Minyak telah mencatat kenaikan moderat meskipun eskalasi antara AS dan Iran serta peningkatan risiko di Selat Hormuz. Para analis ING menilai bahwa sentimen pasar terlalu optimis tentang pemulihan pasokan di Teluk Persia. Posisi net long spekulan di ICE Brent telah berkurang menjadi yang paling rendah sejak Desember 2025, menandai momentum penurunan yang tetap relevan.
Para analis menunjukkan bahwa pasar tampak mengabaikan dinamika pasokan yang mungkin pulih lebih lambat, karena fokus pasar pada apa arti arus minyak yang lebih kuat bagi keseimbangan global. Mereka menekankan bahwa pemulihan pasokan di wilayah itu tidak secepat yang diharapkan, sehingga risiko ke arah sisi bawah tetap ada. Meskipun demikian, pembacaan teknikal menunjukkan tekanan penurunan, meskipun ada banyak faktor geopolitik yang bisa mengubah arah.
Secara teknikal, pasar minyak berada saat ini dalam wilayah oversold, namun arah pergerakannya cenderung turun. Data posisi menunjukkan spekulan mengurangi net long sebanyak 23.790 kontrak dalam minggu pelaporan terakhir, meninggalkan posisi net long 90.338 kontrak per Selasa lalu. Ini menjadi posisi net long terendah sejak pertengahan Desember 2025, ketika fokus pasar berputar pada proyeksi surplus untuk 2026.

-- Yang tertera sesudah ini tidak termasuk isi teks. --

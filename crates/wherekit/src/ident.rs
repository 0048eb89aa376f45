//! SQL identifier validation for column resolvers.
//!
//! [`Ident`] is a dotted identifier (`t.col`, `public."User".id`) whose parts are either
//! unquoted (`[A-Za-z_][A-Za-z0-9_$]*`) or double-quoted (any character except NUL, with `"`
//! escaped as `""`). Column text that goes through [`IdentColumns`](crate::IdentColumns) or
//! [`TableColumns`](crate::TableColumns) is parsed here, so a resolved column can never smuggle
//! operators or comments into the rendered expression.

use crate::error::{WrapperError, WrapperResult};
use std::fmt;

/// One dot-separated part of an identifier.
#[derive(Debug, Clone, PartialEq, Eq)]
pub enum IdentPart {
    Unquoted(String),
    Quoted(String),
}

/// A validated, possibly qualified SQL identifier.
#[derive(Debug, Clone, PartialEq, Eq)]
pub struct Ident {
    parts: Vec<IdentPart>,
}

/// Whether `s` is a plain word: `[A-Za-z_][A-Za-z0-9_]*`.
///
/// Used for aliases and parameter-name prefixes, which end up inside bind references.
pub fn is_plain_word(s: &str) -> bool {
    let mut chars = s.chars();
    match chars.next() {
        Some(c) if c == '_' || c.is_ascii_alphabetic() => {}
        _ => return false,
    }
    chars.all(|c| c == '_' || c.is_ascii_alphanumeric())
}

impl Ident {
    /// Parse dotted/quoted identifier text.
    pub fn parse(s: &str) -> WrapperResult<Self> {
        if s.is_empty() {
            return Err(WrapperError::invalid_ident("identifier cannot be empty"));
        }
        if s.contains('\0') {
            return Err(WrapperError::invalid_ident(
                "identifier cannot contain NUL character",
            ));
        }

        let mut parts = Vec::new();
        let mut rest = s;
        loop {
            let (part, tail) = if let Some(quoted) = rest.strip_prefix('"') {
                parse_quoted(quoted)?
            } else {
                parse_unquoted(rest)?
            };
            parts.push(part);

            match tail.strip_prefix('.') {
                Some("") => return Err(WrapperError::invalid_ident("trailing '.'")),
                Some(next) => rest = next,
                None if tail.is_empty() => break,
                None => {
                    let c = tail.chars().next().unwrap_or_default();
                    return Err(WrapperError::invalid_ident(format!(
                        "expected '.' between parts, got '{c}'"
                    )));
                }
            }
        }

        Ok(Self { parts })
    }

    /// A single quoted part, for names that are not valid unquoted identifiers.
    pub fn quoted(name: &str) -> WrapperResult<Self> {
        if name.is_empty() {
            return Err(WrapperError::invalid_ident("empty quoted identifier"));
        }
        if name.contains('\0') {
            return Err(WrapperError::invalid_ident(
                "identifier cannot contain NUL character",
            ));
        }
        Ok(Self {
            parts: vec![IdentPart::Quoted(name.to_string())],
        })
    }

    /// Prefix this identifier with `qualifier` (e.g. a table alias).
    pub fn qualified_by(mut self, qualifier: &Ident) -> Self {
        let mut parts = qualifier.parts.clone();
        parts.append(&mut self.parts);
        Self { parts }
    }

    /// The dot-separated parts.
    pub fn parts(&self) -> &[IdentPart] {
        &self.parts
    }

    /// Render as SQL text.
    pub fn to_sql(&self) -> String {
        self.to_string()
    }
}

impl fmt::Display for Ident {
    fn fmt(&self, f: &mut fmt::Formatter<'_>) -> fmt::Result {
        for (i, part) in self.parts.iter().enumerate() {
            if i > 0 {
                f.write_str(".")?;
            }
            match part {
                IdentPart::Unquoted(name) => f.write_str(name)?,
                IdentPart::Quoted(name) => write!(f, "\"{}\"", name.replace('"', "\"\""))?,
            }
        }
        Ok(())
    }
}

fn parse_quoted(s: &str) -> WrapperResult<(IdentPart, &str)> {
    let mut name = String::new();
    let mut chars = s.char_indices().peekable();
    while let Some((i, c)) = chars.next() {
        if c != '"' {
            name.push(c);
            continue;
        }
        // `""` is an escaped quote; a lone `"` closes the part.
        if matches!(chars.peek(), Some((_, '"'))) {
            chars.next();
            name.push('"');
            continue;
        }
        if name.is_empty() {
            return Err(WrapperError::invalid_ident("empty quoted identifier"));
        }
        return Ok((IdentPart::Quoted(name), &s[i + 1..]));
    }
    Err(WrapperError::invalid_ident("unclosed quoted identifier"))
}

fn parse_unquoted(s: &str) -> WrapperResult<(IdentPart, &str)> {
    let end = s.find('.').unwrap_or(s.len());
    let name = &s[..end];
    let mut chars = name.chars();
    match chars.next() {
        None => return Err(WrapperError::invalid_ident("empty identifier segment")),
        Some(c) if c == '_' || c.is_ascii_alphabetic() => {}
        Some(c) => {
            return Err(WrapperError::invalid_ident(format!(
                "invalid start character '{c}'"
            )));
        }
    }
    if let Some(c) = chars.find(|c| !(*c == '_' || *c == '$' || c.is_ascii_alphanumeric())) {
        return Err(WrapperError::invalid_ident(format!(
            "invalid character '{c}' in '{name}'"
        )));
    }
    Ok((IdentPart::Unquoted(name.to_string()), &s[end..]))
}

#[cfg(test)]
mod tests {
    use super::*;

    #[test]
    fn parses_simple_and_dotted() {
        assert_eq!(Ident::parse("age").unwrap().to_sql(), "age");
        assert_eq!(Ident::parse("u.age").unwrap().to_sql(), "u.age");
        assert_eq!(
            Ident::parse("public.users.age").unwrap().to_sql(),
            "public.users.age"
        );
    }

    #[test]
    fn parses_quoted_parts() {
        let ident = Ident::parse(r#"public."UserTable".id"#).unwrap();
        assert_eq!(ident.parts().len(), 3);
        assert_eq!(ident.to_sql(), r#"public."UserTable".id"#);

        let escaped = Ident::parse(r#""has""quote""#).unwrap();
        assert_eq!(escaped.parts(), &[IdentPart::Quoted("has\"quote".into())]);
        assert_eq!(escaped.to_sql(), r#""has""quote""#);
    }

    #[test]
    fn qualifies_with_table_alias() {
        let col = Ident::parse("name").unwrap();
        let table = Ident::parse("u").unwrap();
        assert_eq!(col.qualified_by(&table).to_sql(), "u.name");
    }

    #[test]
    fn rejects_injection_shaped_text() {
        assert!(Ident::parse("age = 1 OR 1").is_err());
        assert!(Ident::parse("age;--").is_err());
        assert!(Ident::parse("1col").is_err());
        assert!(Ident::parse("a..b").is_err());
        assert!(Ident::parse("a.").is_err());
        assert!(Ident::parse(r#""open"#).is_err());
        assert!(Ident::parse(r#""""#).is_err());
        assert!(Ident::parse("").is_err());
    }

    #[test]
    fn plain_words() {
        assert!(is_plain_word("ew"));
        assert!(is_plain_word("_sub1"));
        assert!(!is_plain_word(""));
        assert!(!is_plain_word("1ew"));
        assert!(!is_plain_word("e.w"));
        assert!(!is_plain_word("e$w"));
    }
}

Crack gasoil terus menunjukkan dukungan kuat, menandakan permintaan relatif stabil terhadap produk diesel. Ada kekhawatiran terkait potensi larangan ekspor diesel Rusia secara sementara akibat kekurangan bahan bakar setelah serangan berkelanjutan terhadap infrastruktur energi Rusia.
Rusia merupakan pemasok diesel yang signifikan, mengekspor sekitar 900 ribu barel per hari. Ketidakpastian kebijakan ekspor Rusia menambah volatilitas harga, terutama jika ada gangguan pasokan akibat tekanan regional.
Kondisi geopolitik ini menambah risiko bagi harga minyak secara keseluruhan. Pasar menilai potensi risiko pasokan dari Teluk Persia sebagai faktor utama yang bisa mendorong harga ke atas jika pemulihan pasokan terhambat. Terlepas dari itu, para analis menekankan pentingnya memantau arus minyak global dan respons kebijakan produsen utama.
Para pembaca perlu memahami bahwa dinamika minyak sangat terkait dengan geopolitik, produksi negara produsen utama, serta persepsi pasar terhadap keseimbangan pasokan.
Bagi trader, kunci adalah mengikuti data arus minyak, laporan posisi spekulan, serta pergerakan di jalur pelayaran utama. Meskipun sinyal saat ini menunjukkan momentum penurunan, risiko gangguan pasokan tetap menjadi faktor utama.
Disarankan pendekatan berhati-hati dan tidak mengasumsikan pemulihan cepat. Berita terbaru menunjukkan potensi pergeseran momentum jika risiko geopolitik meningkat. Media kami, Cetro Trading Insight, akan terus memantau pasar dan menyajikan analisis terkini.